I was the good girl and stayed home and tried to please my parents. My brother stayed out until his curfew (my parents didn’t want to know where he went). He drank and drugged but we both ended up going to a good college. I became an average student and he drank and drugged. He dropped out for a while and ended up graduating after me. He has had a good job for probably 15 years, during which he drank and drugged on the weekends. He had a heart attack last year (presumably the cocaine had something to do with it, but he also had a blocked artery) and has drank and drugged maybe once since then.
He’s been unhappy his whole life and that hasn’t changed, but he’s only hurt himself and continues to be functional. I think he could kill himself but wouldn’t hurt other people.
I have a brother like this. He was one angry kid, slamming doors and scaring the dog. Pretty much right after he graduated high school, he got on his 10-speed, gathered some provisions, and rode off into the sunset. He spent a good while bumming around California along with western Mexico and western Canada, rode back on a new 10-speed, stayed at home for a couple of weeks–during which he was actually nice–then rode off again. This time for Europe, again bumming around for at least a year. While Europe, he picked up smoking cigarettes, and possibly other stuff.
He came back from Europe, stayed at home again–nowhere near as nice as last time–and eventually went to the same college where most of our siblings had gone. College life was a problem for him and he’d drift between there & home. He did finally graduate, around the same time I graduated high school; he’s 10 years older the I. He came home one more time to look for work, didn’t find any, then shuttled among other siblings.
He disappeared some time prior to our parents’ 50th anniversary, leading everyone at the party to wonder if he finally mouthed off to the wrong guy. He turned up years later, back in California, and aksed for stuff that he left with one of our sisters.
My mom’s half-brother was a bad kid. Drinking, drugs, dropped out of school, ended up in jail. Once his sentence was over, he joined the Army and shaped up in a hurry. He was a helicopter mechanic of some kind while he was in the service, and learned a trade so he could get a good job when his stint with the Army was over. He got married, had a kid, and settled down to a nice, middle-class existence.

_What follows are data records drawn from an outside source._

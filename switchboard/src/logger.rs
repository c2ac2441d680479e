//! Logger initialization for the server binary.

use std::{io::IsTerminal, str::FromStr, sync::Once};

use jiff::Timestamp;
use logforth::{append::Stderr, filter::EnvFilter, layout::Layout};

static INIT: Once = Once::new();

/// Stderr line layout: RFC 3339 UTC timestamp with millisecond precision, a
/// left-aligned level column, then the message. The level column is colored
/// only when stderr is a terminal.
#[derive(Debug)]
struct StderrLayout {
    color: bool,
}

impl Layout for StderrLayout {
    fn format(
        &self,
        record: &log::Record<'_>,
        _diagnostics: &[Box<dyn logforth::diagnostic::Diagnostic>],
    ) -> anyhow::Result<Vec<u8>> {
        let timestamp = Timestamp::now();
        let level = record.level();

        let line = if self.color {
            format!(
                "{timestamp:.3} \x1b[{}m{level:<5}\x1b[0m {}",
                level_color(level),
                record.args()
            )
        } else {
            format!("{timestamp:.3} {level:<5} {}", record.args())
        };

        Ok(line.into_bytes())
    }
}

/// Bright ANSI color code for a level.
fn level_color(level: log::Level) -> &'static str {
    match level {
        log::Level::Error => "91",
        log::Level::Warn => "93",
        log::Level::Info => "92",
        log::Level::Debug => "94",
        log::Level::Trace => "90",
    }
}

/// Initialize the logger. The filter is a string like "info" or
/// "gateway=debug".
pub fn init(log_filter: &str) {
    let filter = log_filter.to_owned();

    INIT.call_once(move || {
        logforth::builder()
            .dispatch(move |dispatch| {
                let filter = EnvFilter::from_str(&filter)
                    .unwrap_or_else(|_| EnvFilter::from_str("info").expect("static filter is valid"));

                let layout = StderrLayout {
                    color: std::io::stderr().is_terminal(),
                };

                dispatch.filter(filter).append(Stderr::default().with_layout(layout))
            })
            .apply();
    });
}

My aunt’s ex-husband was a similar bad kid, but he grew up to be a bad adult. Washed out of the Army, several overdoses/suicide attempts, took his four-year-old daughter with him on drug deals, now lives in a trailer park with his equally upstanding girlfriend, with whom he was cheating during his entire marriage to my aunt. We still have to deal with him occasionally because he’s my cousins’ father (they’re still kids), but we all wish he would hurry up and have a fatal overdose or something because all he does is bring chaos and misery to everyone he knows.
So you never know how someone will turn out.